Seriously. Playing a "girl part" is not a concern for us. Not even a little. And we have lots of things to be concerned about for Ike: his short attention span and the trouble it gets him into in school, his offbeat sense of humor, what jr high will be like for him (and us), getting him to occasionally eat a protein at dinner and to go to bed on time once in a while... These are things I am concerned about. But playing a "girl" part. Why would I be worried about that? And I just gotta say that IF I thought it would turn him gay (I assume this is what the parents who would be concerned are worried about??), well IF I thought it would turn him gay-- then we'd enroll him in a girl's parts only theatre group! I didn't tell her this because I didn't want to scare her (yet). But if I were to explain our thoughts on this I would tell her how very much I'd love our son to turn out like any one of the FAN-FREAKIN-TASTIC gay men I work with and count as friends... Mark, Cody, Kendal, David, and the list of amazingly strong and gifted gay men in my world goes on--- but--sadly---playing a girl bird in a play WON'T turn him gay... really.
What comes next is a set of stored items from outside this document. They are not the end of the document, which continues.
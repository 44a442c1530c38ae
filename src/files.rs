//! Shared filesystem helpers for the dataset tools.

use anyhow::{Context, Result};
use std::path::{Path, PathBuf};

/// Extensions the dataset convention admits as images.
pub const IMAGE_EXTENSIONS: [&str; 3] = ["jpg", "jpeg", "png"];

/// List the image files of a directory, sorted by name so runs are
/// reproducible. Non-image entries are ignored.
pub fn image_files(dir: &Path) -> Result<Vec<PathBuf>> {
    let mut images = Vec::new();
    let entries =
        std::fs::read_dir(dir).with_context(|| format!("list images in {}", dir.display()))?;
    for entry in entries {
        let path = entry
            .with_context(|| format!("read directory entry in {}", dir.display()))?
            .path();
        if path.is_file() && is_image_path(&path) {
            images.push(path);
        }
    }
    images.sort();
    Ok(images)
}

fn is_image_path(path: &Path) -> bool {
    path.extension()
        .and_then(|ext| ext.to_str())
        .map(|ext| {
            let ext = ext.to_ascii_lowercase();
            IMAGE_EXTENSIONS.contains(&ext.as_str())
        })
        .unwrap_or(false)
}

#[cfg(test)]
mod tests {
    use super::*;

    #[test]
    fn filters_by_extension_case_insensitively() {
        assert!(is_image_path(Path::new("a/lot_001.jpg")));
        assert!(is_image_path(Path::new("a/lot_001.JPG")));
        assert!(is_image_path(Path::new("a/lot_001.jpeg")));
        assert!(is_image_path(Path::new("a/lot_001.png")));
        assert!(!is_image_path(Path::new("a/lot_001.txt")));
        assert!(!is_image_path(Path::new("a/lot_001")));
    }
}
And again, let me add that playing a "girl" part or a "boy" part doesn't matter to Scott and I nearly as much as the amount of homework we have to do with him due to the number of public speaking engagements this 6-year-old has had at school these last two weeks. Sheesh! And let's face it-- whatever part he plays, he will love it, especially if he gets to wear a multi-colored feather boa--and we will love to watch him because he's ours.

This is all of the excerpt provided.